Filter the material, keeping only lines with the word "storages".

** Records shown follows **

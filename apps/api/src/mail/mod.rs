//! `.msg` mail container reader.
//!
//! Outlook messages are OLE compound files (MS-OXMSG): MAPI properties live
//! in streams named after the property tag, attachments in numbered
//! sub-storages. Only the properties the pipeline needs are read: body
//! text, client submit time, and the attachment name/data pairs.

use std::io::{Cursor, Read};

use cfb::CompoundFile;
use chrono::{DateTime, TimeZone, Utc};
use thiserror::Error;
use tracing::debug;

use crate::models::message::AttachmentCandidate;

const BODY_UNICODE: &str = "/__substg1.0_1000001F";
const BODY_ANSI: &str = "/__substg1.0_1000001E";
const PROPERTIES_STREAM: &str = "/__properties_version1.0";
const ATTACH_PREFIX: &str = "__attach_version1.0_";
const ATTACH_LONG_FILENAME: &str = "__substg1.0_3707001F";
const ATTACH_SHORT_FILENAME: &str = "__substg1.0_3704001F";
const ATTACH_DATA: &str = "__substg1.0_37010102";

// PidTagClientSubmitTime / PidTagMessageDeliveryTime, both PT_SYSTIME.
const TAG_CLIENT_SUBMIT_TIME: u32 = 0x0039_0040;
const TAG_MESSAGE_DELIVERY_TIME: u32 = 0x0E06_0040;

// Top-level property stream header size (MS-OXMSG §2.4.1.1).
const TOP_LEVEL_PROPERTIES_HEADER: usize = 32;

// Seconds between 1601-01-01 (FILETIME epoch) and 1970-01-01.
const FILETIME_UNIX_EPOCH_SECS: i64 = 11_644_473_600;

#[derive(Debug, Error)]
pub enum MailError {
    #[error("not a valid .msg container: {0}")]
    Container(#[from] std::io::Error),
}

/// The parts of a message the pipeline consumes.
#[derive(Debug)]
pub struct ParsedMail {
    pub body: String,
    pub sent_at: Option<DateTime<Utc>>,
    pub attachments: Vec<AttachmentCandidate>,
}

/// Parses a `.msg` blob. Missing optional properties (body, date,
/// attachment names) degrade to empty values; only a broken container is an
/// error.
pub fn parse_msg(bytes: &[u8]) -> Result<ParsedMail, MailError> {
    let mut ole = CompoundFile::open(Cursor::new(bytes))?;

    let body = read_string_stream(&mut ole, BODY_UNICODE)
        .or_else(|| read_string_stream(&mut ole, BODY_ANSI))
        .unwrap_or_default();

    let sent_at = read_submit_time(&mut ole);

    // Attachment storages are numbered; sorting the names restores the
    // container's natural attachment order.
    let mut storage_names: Vec<String> = ole
        .read_storage("/")?
        .filter(|entry| entry.is_storage() && entry.name().starts_with(ATTACH_PREFIX))
        .map(|entry| entry.name().to_string())
        .collect();
    storage_names.sort();

    let mut attachments = Vec::with_capacity(storage_names.len());
    for storage in &storage_names {
        let filename = read_string_stream(&mut ole, &format!("/{storage}/{ATTACH_LONG_FILENAME}"))
            .or_else(|| read_string_stream(&mut ole, &format!("/{storage}/{ATTACH_SHORT_FILENAME}")));
        let data =
            read_binary_stream(&mut ole, &format!("/{storage}/{ATTACH_DATA}")).unwrap_or_default();
        attachments.push(AttachmentCandidate { filename, data });
    }

    debug!(
        "parsed .msg: {} byte body, {} attachment(s)",
        body.len(),
        attachments.len()
    );

    Ok(ParsedMail {
        body,
        sent_at,
        attachments,
    })
}

/// LinkedIn application notifications lead with the candidate line, then
/// the profile headline, then the location. Best effort: `N/A` when the
/// body is shorter than that.
pub fn extract_linkedin_info(body: &str) -> (String, String) {
    let mut lines = body.lines().map(str::trim).filter(|l| !l.is_empty());
    let _candidate_line = lines.next();
    let title = lines.next().unwrap_or("N/A").to_string();
    let address = lines.next().unwrap_or("N/A").to_string();
    (title, address)
}

fn read_binary_stream(ole: &mut CompoundFile<Cursor<&[u8]>>, path: &str) -> Option<Vec<u8>> {
    let mut stream = ole.open_stream(path).ok()?;
    let mut data = Vec::new();
    stream.read_to_end(&mut data).ok()?;
    Some(data)
}

fn read_string_stream(ole: &mut CompoundFile<Cursor<&[u8]>>, path: &str) -> Option<String> {
    let data = read_binary_stream(ole, path)?;
    // `001F` streams are UTF-16LE, `001E`/binary fall back to lossy UTF-8.
    let text = if path.ends_with("001F") {
        decode_utf16le(&data)
    } else {
        String::from_utf8_lossy(&data).into_owned()
    };
    let text = text.trim_end_matches('\0').to_string();
    if text.is_empty() {
        None
    } else {
        Some(text)
    }
}

fn decode_utf16le(bytes: &[u8]) -> String {
    let units: Vec<u16> = bytes
        .chunks_exact(2)
        .map(|pair| u16::from_le_bytes([pair[0], pair[1]]))
        .collect();
    String::from_utf16_lossy(&units)
}

/// Scans the fixed-size property records for the submit time, falling back
/// to the delivery time.
fn read_submit_time(ole: &mut CompoundFile<Cursor<&[u8]>>) -> Option<DateTime<Utc>> {
    let data = read_binary_stream(ole, PROPERTIES_STREAM)?;
    let records = data.get(TOP_LEVEL_PROPERTIES_HEADER..)?;

    let mut delivery_time = None;
    for record in records.chunks_exact(16) {
        let tag = u32::from_le_bytes([record[0], record[1], record[2], record[3]]);
        let value = u64::from_le_bytes([
            record[8], record[9], record[10], record[11], record[12], record[13], record[14],
            record[15],
        ]);
        match tag {
            TAG_CLIENT_SUBMIT_TIME => return filetime_to_utc(value),
            TAG_MESSAGE_DELIVERY_TIME => delivery_time = filetime_to_utc(value),
            _ => {}
        }
    }
    delivery_time
}

fn filetime_to_utc(filetime: u64) -> Option<DateTime<Utc>> {
    if filetime == 0 {
        return None;
    }
    let secs = (filetime / 10_000_000) as i64 - FILETIME_UNIX_EPOCH_SECS;
    let nanos = ((filetime % 10_000_000) * 100) as u32;
    Utc.timestamp_opt(secs, nanos).single()
}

** End of Records shown **

_Response area_.
//! sub-storages. Only the properties the pipeline needs are read: body
    // Attachment storages are numbered; sorting the names restores the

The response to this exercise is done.